• **What to produce**
Give a verbatim quotation of every record.

Supplied data below:

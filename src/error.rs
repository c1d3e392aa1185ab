// src/error.rs
use std::path::PathBuf;
use thiserror::Error;

/// Rejections raised by the store engine for caller input.
#[derive(Debug, Error, PartialEq, Eq)]
pub enum EngineError {
    #[error("{op}: {reason}")]
    Validation { op: &'static str, reason: String },
    #[error("add: entry for '{0}' already exists. Use 'update' instead.")]
    Duplicate(String),
    #[error("{op}: no entry found for '{site}'.")]
    NotFound { op: &'static str, site: String },
}

impl EngineError {
    pub fn validation(op: &'static str, reason: impl Into<String>) -> Self {
        EngineError::Validation { op, reason: reason.into() }
    }
}

/// Structural problems found in a decoded store document.
#[derive(Debug, Error, PartialEq, Eq)]
pub enum SchemaError {
    #[error("Invalid store schema: top-level is not an object.")]
    RootNotObject,
    #[error("Invalid store schema: missing 'metadata' or 'entries'.")]
    MissingSection,
    #[error("Invalid store schema: 'metadata' or 'entries' is not an object.")]
    SectionNotObject,
    #[error("Invalid store schema: metadata missing '{0}'.")]
    MetadataMissing(&'static str),
    #[error("Invalid store schema: metadata '{field}' must be {expected}.")]
    MetadataType { field: &'static str, expected: &'static str },
    #[error("Invalid store schema: entry for '{0}' is not an object.")]
    EntryNotObject(String),
    #[error("Invalid store schema: entry '{site}' missing '{field}'.")]
    EntryMissing { site: String, field: &'static str },
    #[error("Invalid store schema: '{site}.{field}' must be str.")]
    EntryType { site: String, field: &'static str },
    #[error("Invalid store schema: entry '{site}' has an empty '{field}'.")]
    EntryEmpty { site: String, field: &'static str },
    #[error("Invalid store schema: site key '{0}' is not normalized (expected trimmed lowercase).")]
    KeyNotNormalized(String),
    #[error("Invalid store schema: metadata.count does not match number of entries.")]
    CountMismatch { declared: i128, actual: usize },
    #[error("Invalid store schema: {0}")]
    Conversion(String),
}

#[derive(Debug, Error)]
pub enum StoreError {
    #[error("Store file not found at {0:?}. Run 'init' first.")]
    StoreNotFound(PathBuf),
    #[error("Store file {0:?} already exists. Use --force to overwrite it.")]
    AlreadyExists(PathBuf),
    #[error("Store file {path:?} is corrupted ({details}). Restore or re-init.")]
    Corrupt { path: PathBuf, details: String },
    #[error(transparent)]
    Schema(#[from] SchemaError),
    #[error("File I/O error: {0}")]
    Io(#[from] std::io::Error),
    #[error("Serialization error: {0}")]
    Serialization(String),
}

#[derive(Debug, Error)]
pub enum AppError {
    #[error(transparent)]
    Engine(#[from] EngineError),
    #[error(transparent)]
    Store(#[from] StoreError),
    #[error("Failed to export to {path:?}: {source}")]
    Export {
        path: PathBuf,
        #[source]
        source: std::io::Error,
    },
    #[error("Failed to write output: {0}")]
    Output(#[from] std::io::Error),
}

// Result type alias for convenience
pub type AppResult<T> = Result<T, AppError>;
pub type EngineResult<T> = Result<T, EngineError>;
pub type SchemaResult<T> = Result<T, SchemaError>;
pub type StoreResult<T> = Result<T, StoreError>;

End of Supplied data.

• **Answer box**
filename src/error.rs
repository c1d3e392aa1185ab
// src/error.rs
use std::path::PathBuf;
use thiserror::Error;

/// Rejections raised by the store engine for caller input.
#[derive(Debug, Error, PartialEq, Eq)]
pub enum EngineError {
    #[error("{op}: {reason}")]
    Validation { op: &'static str, reason: String },
    #[error("add: entry for '{0}' already exists. Use 'update' instead.")]
    Duplicate(String),
    #[error("{op}: no entry found for '{site}'.")]
    NotFound { op: &'static str, site: String },
}

impl EngineError {
    pub fn validation(op: &'static str, reason: impl Into<String>) -> Self {
        EngineError::Validation { op, reason: reason.into() }
    }
}

/// Structural problems found in a decoded store document.
#[derive(Debug, Error, PartialEq, Eq)]
pub enum SchemaError {
    #[error("Invalid store schema: top-level is not an object.")]
    RootNotObject,
    #[error("Invalid store schema: missing 'metadata' or 'entries'.")]
    MissingSection,
    #[error("Invalid store schema: 'metadata' or 'entries' is not an object.")]
    SectionNotObject,
    #[error("Invalid store schema: metadata missing '{0}'.")]
    MetadataMissing(&'static str),
    #[error("Invalid store schema: metadata '{field}' must be {expected}.")]
    MetadataType { field: &'static str, expected: &'static str },
    #[error("Invalid store schema: entry for '{0}' is not an object.")]
    EntryNotObject(String),
    #[error("Invalid store schema: entry '{site}' missing '{field}'.")]
    EntryMissing { site: String, field: &'static str },
    #[error("Invalid store schema: '{site}.{field}' must be str.")]
    EntryType { site: String, field: &'static str },
    #[error("Invalid store schema: entry '{site}' has an empty '{field}'.")]
    EntryEmpty { site: String, field: &'static str },
    #[error("Invalid store schema: site key '{0}' is not normalized (expected trimmed lowercase).")]
    KeyNotNormalized(String),
    #[error("Invalid store schema: metadata.count does not match number of entries.")]
    CountMismatch { declared: i128, actual: usize },
    #[error("Invalid store schema: {0}")]
    Conversion(String),
}

#[derive(Debug, Error)]
pub enum StoreError {
    #[error("Store file not found at {0:?}. Run 'init' first.")]
    StoreNotFound(PathBuf),
    #[error("Store file {0:?} already exists. Use --force to overwrite it.")]
    AlreadyExists(PathBuf),
    #[error("Store file {path:?} is corrupted ({details}). Restore or re-init.")]
    Corrupt { path: PathBuf, details: String },
    #[error(transparent)]
    Schema(#[from] SchemaError),
    #[error("File I/O error: {0}")]
    Io(#[from] std::io::Error),
    #[error("Serialization error: {0}")]
    Serialization(String),
}

#[derive(Debug, Error)]
pub enum AppError {
    #[error(transparent)]
    Engine(#[from] EngineError),
    #[error(transparent)]
    Store(#[from] StoreError),
    #[error("Failed to export to {path:?}: {source}")]
    Export {
        path: PathBuf,
        #[source]
        source: std::io::Error,
    },
    #[error("Failed to write output: {0}")]
    Output(#[from] std::io::Error),
}

// Result type alias for convenience
pub type AppResult<T> = Result<T, AppError>;
pub type EngineResult<T> = Result<T, EngineError>;
pub type SchemaResult<T> = Result<T, SchemaError>;
pub type StoreResult<T> = Result<T, StoreError>;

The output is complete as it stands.